“Face the facts of being what you are, for that is what changes what you are.”
- Søren Kierkegaard
I wrapped up my evening 5k and the hit shower. The shower - that temple of thought - alone for 10 minutes without my four children distracting me.
Alone with my thoughts in those short, precious minutes, I began to think:
How does existence designate meaning from non-existence? If it is possible - what does this mean for everyone? What does this mean for me?
These thoughts induce near-panic. I feel the pit of my stomach sink, and I begin to consider what I’ve recently been placing importance or focus on and reconsider my priorities. The general panic continues until I’m able to recognize responsibilities or tasks at hand. Thankfully, I was saved by laundry day (although it’s possible that every day is laundry day in the Lange household).
At this point, you’re thinking - what in the absolute hell does Brian’s peculiar panic (this particular adjective wasn’t selected only for the alliteration) attack have to do with Future Commerce?
The answer: everything.
The Importance of Existential Crises in Retail
To avoid becoming irrelevant, perhaps brands need recurring existential crises. That is to say, we need to engage ourselves in unflinching teleology.
We live in the Attention Economy and attention is a zero-sum game that is fully maxed. Brands occupy most of people’s non-working consciousness. Forget the streaming wars, we are now in an all-consuming attention war. Netflix isn’t just competing with Prime Video. Streaming services now compete with game studios, Spotify, social media, and - you guessed it -retail. If someone spends an extra hour shopping online, they’ll likely watch Netflix for an hour less (or at least, pay far less attention to whatever is playing in the background). As the saying goes, “time is money” and brands no longer vie for digital consumption, they’re competing for time, selling ways to fill the consumer’s precious time.
And they want to sell as much as possible.
Which means they want as much of people’s time as possible.
We all want as much of our customers’ and potential customers’ time as possible. Our KPI and metric vocabulary indicts us: traffic, time on page, bounce rate, time on site, dwell time, etc. The general consensus is that the longer someone stays on our site, stays in our store, reads our content - the more likely they are to purchase our products and focus on our brand.
We’ve seen all kinds of widespread waste - plastic, energy, food, and so much more - but in the Great Run on Attention (2016-present), the unfortunate byproduct is wasted focus.
Everyone has an attention footprint. Just like everyone has financial, carbon, labor, trade, etc footprints.
We have the responsibility to ensure that the time people spend with our brands - from discovery, to browse, to product to customer service, to re-engagement - is healthy, meaningful, edifying, worthwhile, and contained to its proper role in their lives.
Is Mediocre Actually Good Enough?
The defense of the mediocre is now mainstream and seemingly compelling; as I was writing this article, the NYT’s On Tech newsletter wrote in praise of the mediocre…
“Amazon might not have that one thing you want to buy, but it’ll have five other things that are perfectly fine substitutes.

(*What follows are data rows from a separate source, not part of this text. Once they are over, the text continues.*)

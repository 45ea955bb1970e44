//! Engine configuration.
//!
//! Every tunable that changed across the project's history is an explicit
//! field here instead of a hard-coded constant: the slow-response
//! threshold, the invocation timeout, the word ceilings for questions and
//! feedback, the retry budget, and how far the low-performance mode
//! degrades.

use crate::error::CoachError;
use serde::{Deserialize, Serialize};
use std::path::Path;
use std::time::Duration;

/// Default inference binary name; resolved through PATH.
pub const DEFAULT_INFERENCE_BINARY: &str = "ollama";

/// Default model used when no settings file selects one.
pub const DEFAULT_MODEL: &str = "llama3.2:3b";

#[derive(Debug, Clone, Serialize, Deserialize)]
#[serde(default)]
pub struct CoachConfig {
    /// Inference binary invoked as `<binary> run <model>`.
    pub inference_binary: String,
    /// Model identifier passed to the inference binary.
    pub model: String,
    /// Wall-clock ceiling for one model invocation, in seconds.
    pub invoke_timeout_secs: u64,
    /// An invocation taking at least this long is flagged slow; the
    /// calibration call uses the same threshold to pick the mode.
    pub slow_threshold_secs: f64,
    /// Word ceiling for generated interview questions.
    pub question_word_limit: usize,
    /// Word ceiling for generated feedback.
    pub feedback_word_limit: usize,
    /// Re-prompts allowed beyond the first attempt when output is
    /// over the word ceiling.
    pub max_retry_attempts: usize,
    /// When true, low-performance mode still calls the model (once,
    /// no retries) for feedback and evaluation. When false those
    /// operations return canned degraded output without spawning.
    pub degraded_model_calls: bool,
}

impl Default for CoachConfig {
    fn default() -> Self {
        Self {
            inference_binary: DEFAULT_INFERENCE_BINARY.to_string(),
            model: DEFAULT_MODEL.to_string(),
            invoke_timeout_secs: 90,
            slow_threshold_secs: 90.0,
            question_word_limit: 20,
            feedback_word_limit: 200,
            max_retry_attempts: 3,
            degraded_model_calls: true,
        }
    }
}

impl CoachConfig {
    /// Load configuration from a TOML file, falling back to defaults
    /// for missing fields. A missing file yields the full defaults.
    pub fn load(path: &Path) -> Result<Self, CoachError> {
        if !path.exists() {
            return Ok(Self::default());
        }
        let raw = std::fs::read_to_string(path)?;
        let config: Self = toml::from_str(&raw)
            .map_err(|e| CoachError::Config(format!("{}: {e}", path.display())))?;
        Ok(config)
    }

    pub fn invoke_timeout(&self) -> Duration {
        Duration::from_secs(self.invoke_timeout_secs)
    }
}
// Series namer - canonical, label-qualified names for fetched series
use crate::domain::series::NAME_LABEL;
use regex::Regex;
use std::collections::BTreeMap;
use std::sync::LazyLock;

static WRAPPED_METRIC: LazyLock<Regex> = LazyLock::new(|| {
    Regex::new(r"(?:rate|increase|irate|sum|avg|count)\(([A-Za-z0-9_:]+)").expect("valid regex")
});
static LEADING_METRIC: LazyLock<Regex> =
    LazyLock::new(|| Regex::new(r"^([A-Za-z0-9_:]+)").expect("valid regex"));

const PART_SEPARATOR: &str = "__";

/// Best-effort metric identifier for `query`:
/// `rate(my_metric{a="b"}[5m])` -> `my_metric`, `my_metric{a="b"}` -> `my_metric`,
/// anything else -> the query itself.
pub fn base_metric_name(query: &str) -> &str {
    WRAPPED_METRIC
        .captures(query)
        .or_else(|| LEADING_METRIC.captures(query))
        .and_then(|c| c.get(1))
        .map_or(query, |m| m.as_str())
}

/// Name unique per label combination: the base metric followed by every
/// `key_value` pair except the synthesized name label. Labels are taken in
/// map order, so the result is stable for a given input.
pub fn extract_series_name(query: &str, labels: &BTreeMap<String, String>) -> String {
    let mut parts = vec![base_metric_name(query).to_string()];
    parts.extend(
        labels
            .iter()
            .filter(|(key, _)| key.as_str() != NAME_LABEL)
            .map(|(key, value)| format!("{}_{}", key, value)),
    );
    parts.join(PART_SEPARATOR)
}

Good enough is why I recently sat through multiple episodes of a bad old television series. Good enough is why Apple is combining multiple not-must-have digital services into one… the power of good enough is underappreciated, I think because it seems like an insult. It’s admitting that mediocrity is OK. But it is!”
Mediocrity is ok? Oh, but it isn’t. The problem with lots of mediocre mixed with a little bit of value is that it offers the continued promise something good might emerge. It’s a way to keep people from going somewhere else - and also feel like they’re getting value due to the scope of the offering. Whether it be browsing a site for hours, purchasing items that get used once/thrown away, spending time sorting through comments/reviews to make a decision, or consuming unoriginal or unedifying content, the result of mediocre content is that people end up wasting attention that would have been better served elsewhere.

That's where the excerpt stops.